=== Assignment ===
Copy the whole listing verbatim.

=== Material for the task ===

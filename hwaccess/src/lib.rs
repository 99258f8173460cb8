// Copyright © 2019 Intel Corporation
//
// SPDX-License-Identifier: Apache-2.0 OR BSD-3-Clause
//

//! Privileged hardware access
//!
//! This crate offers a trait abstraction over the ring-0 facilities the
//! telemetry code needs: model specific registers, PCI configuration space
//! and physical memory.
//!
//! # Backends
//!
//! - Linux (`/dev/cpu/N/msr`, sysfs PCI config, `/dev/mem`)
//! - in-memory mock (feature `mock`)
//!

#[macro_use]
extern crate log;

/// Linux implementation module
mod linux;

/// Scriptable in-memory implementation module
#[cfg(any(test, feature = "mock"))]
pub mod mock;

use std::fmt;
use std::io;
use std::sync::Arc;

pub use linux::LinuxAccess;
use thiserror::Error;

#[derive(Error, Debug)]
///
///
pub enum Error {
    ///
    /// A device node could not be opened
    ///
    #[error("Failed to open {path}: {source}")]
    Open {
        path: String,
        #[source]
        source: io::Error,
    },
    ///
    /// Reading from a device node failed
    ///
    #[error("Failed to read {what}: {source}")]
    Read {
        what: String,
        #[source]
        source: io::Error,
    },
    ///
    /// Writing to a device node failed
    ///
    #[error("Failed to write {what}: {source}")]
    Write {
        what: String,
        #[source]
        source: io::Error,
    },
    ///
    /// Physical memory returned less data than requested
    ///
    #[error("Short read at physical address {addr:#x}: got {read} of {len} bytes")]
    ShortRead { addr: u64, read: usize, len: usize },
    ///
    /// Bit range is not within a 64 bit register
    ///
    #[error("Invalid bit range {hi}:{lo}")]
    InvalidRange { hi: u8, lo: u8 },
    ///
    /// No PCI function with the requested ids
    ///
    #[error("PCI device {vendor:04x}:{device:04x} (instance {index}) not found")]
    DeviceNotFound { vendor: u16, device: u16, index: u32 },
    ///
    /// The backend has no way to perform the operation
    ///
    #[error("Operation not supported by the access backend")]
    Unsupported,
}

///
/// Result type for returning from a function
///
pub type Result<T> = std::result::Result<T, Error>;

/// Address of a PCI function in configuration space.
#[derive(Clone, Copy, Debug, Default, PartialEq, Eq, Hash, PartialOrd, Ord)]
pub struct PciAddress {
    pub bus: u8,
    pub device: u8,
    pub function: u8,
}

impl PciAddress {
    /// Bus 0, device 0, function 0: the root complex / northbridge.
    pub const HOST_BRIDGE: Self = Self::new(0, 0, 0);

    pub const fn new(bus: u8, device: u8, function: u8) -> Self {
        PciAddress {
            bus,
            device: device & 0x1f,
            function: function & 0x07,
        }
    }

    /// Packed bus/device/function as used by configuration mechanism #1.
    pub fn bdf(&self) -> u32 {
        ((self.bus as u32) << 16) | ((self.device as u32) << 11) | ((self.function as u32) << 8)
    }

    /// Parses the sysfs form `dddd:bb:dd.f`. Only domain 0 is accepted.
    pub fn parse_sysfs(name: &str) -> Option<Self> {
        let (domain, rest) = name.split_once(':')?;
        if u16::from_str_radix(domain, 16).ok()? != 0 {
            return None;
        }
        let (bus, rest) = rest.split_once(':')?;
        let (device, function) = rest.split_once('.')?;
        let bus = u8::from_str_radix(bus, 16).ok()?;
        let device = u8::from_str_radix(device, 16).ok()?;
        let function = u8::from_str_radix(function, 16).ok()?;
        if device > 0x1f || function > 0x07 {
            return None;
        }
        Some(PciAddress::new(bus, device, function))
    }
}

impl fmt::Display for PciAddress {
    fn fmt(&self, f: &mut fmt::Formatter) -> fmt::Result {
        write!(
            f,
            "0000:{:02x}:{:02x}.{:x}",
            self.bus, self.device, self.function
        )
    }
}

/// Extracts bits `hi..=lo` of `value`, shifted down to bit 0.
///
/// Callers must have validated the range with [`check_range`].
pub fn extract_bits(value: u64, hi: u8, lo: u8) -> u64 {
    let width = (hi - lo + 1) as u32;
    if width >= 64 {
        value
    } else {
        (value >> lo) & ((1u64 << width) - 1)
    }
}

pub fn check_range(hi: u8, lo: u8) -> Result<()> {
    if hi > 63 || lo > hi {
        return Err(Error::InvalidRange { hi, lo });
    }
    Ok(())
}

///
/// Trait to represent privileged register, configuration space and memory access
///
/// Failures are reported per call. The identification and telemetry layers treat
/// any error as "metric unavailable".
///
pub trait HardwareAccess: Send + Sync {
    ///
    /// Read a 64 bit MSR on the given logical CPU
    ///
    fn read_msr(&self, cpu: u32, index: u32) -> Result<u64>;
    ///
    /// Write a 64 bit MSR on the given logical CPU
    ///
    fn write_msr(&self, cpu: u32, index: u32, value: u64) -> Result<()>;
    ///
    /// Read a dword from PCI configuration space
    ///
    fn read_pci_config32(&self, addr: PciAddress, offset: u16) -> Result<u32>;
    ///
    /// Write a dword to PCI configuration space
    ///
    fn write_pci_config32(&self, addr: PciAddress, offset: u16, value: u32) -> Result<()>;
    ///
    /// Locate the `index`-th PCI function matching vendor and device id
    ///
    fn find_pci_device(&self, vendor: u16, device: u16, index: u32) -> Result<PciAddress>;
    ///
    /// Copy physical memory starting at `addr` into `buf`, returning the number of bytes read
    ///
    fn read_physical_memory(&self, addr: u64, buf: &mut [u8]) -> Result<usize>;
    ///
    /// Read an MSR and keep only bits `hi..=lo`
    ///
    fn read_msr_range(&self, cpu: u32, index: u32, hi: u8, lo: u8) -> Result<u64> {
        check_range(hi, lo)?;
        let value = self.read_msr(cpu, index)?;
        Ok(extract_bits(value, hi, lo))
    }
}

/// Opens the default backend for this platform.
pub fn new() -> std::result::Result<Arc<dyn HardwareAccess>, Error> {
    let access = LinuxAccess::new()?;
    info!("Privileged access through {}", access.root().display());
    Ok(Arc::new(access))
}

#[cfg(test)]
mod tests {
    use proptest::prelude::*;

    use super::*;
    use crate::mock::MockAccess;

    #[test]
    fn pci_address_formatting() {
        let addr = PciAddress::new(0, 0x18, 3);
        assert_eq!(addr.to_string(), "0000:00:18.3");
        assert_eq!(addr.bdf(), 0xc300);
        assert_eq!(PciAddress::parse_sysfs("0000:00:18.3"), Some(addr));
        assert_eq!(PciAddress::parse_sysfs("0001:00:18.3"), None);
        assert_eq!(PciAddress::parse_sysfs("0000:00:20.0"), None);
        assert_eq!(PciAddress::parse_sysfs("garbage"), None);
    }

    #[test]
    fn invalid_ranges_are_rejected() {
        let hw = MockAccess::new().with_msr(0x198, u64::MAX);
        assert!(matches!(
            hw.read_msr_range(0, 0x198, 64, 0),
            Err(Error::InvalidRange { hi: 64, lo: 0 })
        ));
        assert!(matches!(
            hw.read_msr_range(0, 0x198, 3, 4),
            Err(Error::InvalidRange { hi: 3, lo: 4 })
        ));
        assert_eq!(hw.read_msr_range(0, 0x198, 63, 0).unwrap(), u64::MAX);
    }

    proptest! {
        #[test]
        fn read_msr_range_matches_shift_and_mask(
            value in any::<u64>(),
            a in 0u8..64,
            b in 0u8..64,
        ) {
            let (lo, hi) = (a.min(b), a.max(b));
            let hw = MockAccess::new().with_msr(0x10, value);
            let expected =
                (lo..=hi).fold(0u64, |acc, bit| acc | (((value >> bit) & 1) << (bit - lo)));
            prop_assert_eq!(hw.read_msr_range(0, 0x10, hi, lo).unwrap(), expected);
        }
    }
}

=== Task response ===
filename hwaccess/src/lib.rs
repository 99258f8173460cb8
// Copyright © 2019 Intel Corporation
//
// SPDX-License-Identifier: Apache-2.0 OR BSD-3-Clause
//

//! Privileged hardware access
//!
//! This crate offers a trait abstraction over the ring-0 facilities the
//! telemetry code needs: model specific registers, PCI configuration space
//! and physical memory.
//!
//! # Backends
//!
//! - Linux (`/dev/cpu/N/msr`, sysfs PCI config, `/dev/mem`)
//! - in-memory mock (feature `mock`)
//!

#[macro_use]
extern crate log;

/// Linux implementation module
mod linux;

/// Scriptable in-memory implementation module
#[cfg(any(test, feature = "mock"))]
pub mod mock;

use std::fmt;
use std::io;
use std::sync::Arc;

pub use linux::LinuxAccess;
use thiserror::Error;

#[derive(Error, Debug)]
///
///
pub enum Error {
    ///
    /// A device node could not be opened
    ///
    #[error("Failed to open {path}: {source}")]
    Open {
        path: String,
        #[source]
        source: io::Error,
    },
    ///
    /// Reading from a device node failed
    ///
    #[error("Failed to read {what}: {source}")]
    Read {
        what: String,
        #[source]
        source: io::Error,
    },
    ///
    /// Writing to a device node failed
    ///
    #[error("Failed to write {what}: {source}")]
    Write {
        what: String,
        #[source]
        source: io::Error,
    },
    ///
    /// Physical memory returned less data than requested
    ///
    #[error("Short read at physical address {addr:#x}: got {read} of {len} bytes")]
    ShortRead { addr: u64, read: usize, len: usize },
    ///
    /// Bit range is not within a 64 bit register
    ///
    #[error("Invalid bit range {hi}:{lo}")]
    InvalidRange { hi: u8, lo: u8 },
    ///
    /// No PCI function with the requested ids
    ///
    #[error("PCI device {vendor:04x}:{device:04x} (instance {index}) not found")]
    DeviceNotFound { vendor: u16, device: u16, index: u32 },
    ///
    /// The backend has no way to perform the operation
    ///
    #[error("Operation not supported by the access backend")]
    Unsupported,
}

///
/// Result type for returning from a function
///
pub type Result<T> = std::result::Result<T, Error>;

/// Address of a PCI function in configuration space.
#[derive(Clone, Copy, Debug, Default, PartialEq, Eq, Hash, PartialOrd, Ord)]
pub struct PciAddress {
    pub bus: u8,
    pub device: u8,
    pub function: u8,
}

impl PciAddress {
    /// Bus 0, device 0, function 0: the root complex / northbridge.
    pub const HOST_BRIDGE: Self = Self::new(0, 0, 0);

    pub const fn new(bus: u8, device: u8, function: u8) -> Self {
        PciAddress {
            bus,
            device: device & 0x1f,
            function: function & 0x07,
        }
    }

    /// Packed bus/device/function as used by configuration mechanism #1.
    pub fn bdf(&self) -> u32 {
        ((self.bus as u32) << 16) | ((self.device as u32) << 11) | ((self.function as u32) << 8)
    }

    /// Parses the sysfs form `dddd:bb:dd.f`. Only domain 0 is accepted.
    pub fn parse_sysfs(name: &str) -> Option<Self> {
        let (domain, rest) = name.split_once(':')?;
        if u16::from_str_radix(domain, 16).ok()? != 0 {
            return None;
        }
        let (bus, rest) = rest.split_once(':')?;
        let (device, function) = rest.split_once('.')?;
        let bus = u8::from_str_radix(bus, 16).ok()?;
        let device = u8::from_str_radix(device, 16).ok()?;
        let function = u8::from_str_radix(function, 16).ok()?;
        if device > 0x1f || function > 0x07 {
            return None;
        }
        Some(PciAddress::new(bus, device, function))
    }
}

impl fmt::Display for PciAddress {
    fn fmt(&self, f: &mut fmt::Formatter) -> fmt::Result {
        write!(
            f,
            "0000:{:02x}:{:02x}.{:x}",
            self.bus, self.device, self.function
        )
    }
}

/// Extracts bits `hi..=lo` of `value`, shifted down to bit 0.
///
/// Callers must have validated the range with [`check_range`].
pub fn extract_bits(value: u64, hi: u8, lo: u8) -> u64 {
    let width = (hi - lo + 1) as u32;
    if width >= 64 {
        value
    } else {
        (value >> lo) & ((1u64 << width) - 1)
    }
}

pub fn check_range(hi: u8, lo: u8) -> Result<()> {
    if hi > 63 || lo > hi {
        return Err(Error::InvalidRange { hi, lo });
    }
    Ok(())
}

///
/// Trait to represent privileged register, configuration space and memory access
///
/// Failures are reported per call. The identification and telemetry layers treat
/// any error as "metric unavailable".
///
pub trait HardwareAccess: Send + Sync {
    ///
    /// Read a 64 bit MSR on the given logical CPU
    ///
    fn read_msr(&self, cpu: u32, index: u32) -> Result<u64>;
    ///
    /// Write a 64 bit MSR on the given logical CPU
    ///
    fn write_msr(&self, cpu: u32, index: u32, value: u64) -> Result<()>;
    ///
    /// Read a dword from PCI configuration space
    ///
    fn read_pci_config32(&self, addr: PciAddress, offset: u16) -> Result<u32>;
    ///
    /// Write a dword to PCI configuration space
    ///
    fn write_pci_config32(&self, addr: PciAddress, offset: u16, value: u32) -> Result<()>;
    ///
    /// Locate the `index`-th PCI function matching vendor and device id
    ///
    fn find_pci_device(&self, vendor: u16, device: u16, index: u32) -> Result<PciAddress>;
    ///
    /// Copy physical memory starting at `addr` into `buf`, returning the number of bytes read
    ///
    fn read_physical_memory(&self, addr: u64, buf: &mut [u8]) -> Result<usize>;
    ///
    /// Read an MSR and keep only bits `hi..=lo`
    ///
    fn read_msr_range(&self, cpu: u32, index: u32, hi: u8, lo: u8) -> Result<u64> {
        check_range(hi, lo)?;
        let value = self.read_msr(cpu, index)?;
        Ok(extract_bits(value, hi, lo))
    }
}

/// Opens the default backend for this platform.
pub fn new() -> std::result::Result<Arc<dyn HardwareAccess>, Error> {
    let access = LinuxAccess::new()?;
    info!("Privileged access through {}", access.root().display());
    Ok(Arc::new(access))
}

#[cfg(test)]
mod tests {
    use proptest::prelude::*;

    use super::*;
    use crate::mock::MockAccess;

    #[test]
    fn pci_address_formatting() {
        let addr = PciAddress::new(0, 0x18, 3);
        assert_eq!(addr.to_string(), "0000:00:18.3");
        assert_eq!(addr.bdf(), 0xc300);
        assert_eq!(PciAddress::parse_sysfs("0000:00:18.3"), Some(addr));
        assert_eq!(PciAddress::parse_sysfs("0001:00:18.3"), None);
        assert_eq!(PciAddress::parse_sysfs("0000:00:20.0"), None);
        assert_eq!(PciAddress::parse_sysfs("garbage"), None);
    }

    #[test]
    fn invalid_ranges_are_rejected() {
        let hw = MockAccess::new().with_msr(0x198, u64::MAX);
        assert!(matches!(
            hw.read_msr_range(0, 0x198, 64, 0),
            Err(Error::InvalidRange { hi: 64, lo: 0 })
        ));
        assert!(matches!(
            hw.read_msr_range(0, 0x198, 3, 4),
            Err(Error::InvalidRange { hi: 3, lo: 4 })
        ));
        assert_eq!(hw.read_msr_range(0, 0x198, 63, 0).unwrap(), u64::MAX);
    }

    proptest! {
        #[test]
        fn read_msr_range_matches_shift_and_mask(
            value in any::<u64>(),
            a in 0u8..64,
            b in 0u8..64,
        ) {
            let (lo, hi) = (a.min(b), a.max(b));
            let hw = MockAccess::new().with_msr(0x10, value);
            let expected =
                (lo..=hi).fold(0u64, |acc, bit| acc | (((value >> bit) & 1) << (bit - lo)));
            prop_assert_eq!(hw.read_msr_range(0, 0x10, hi, lo).unwrap(), expected);
        }
    }
}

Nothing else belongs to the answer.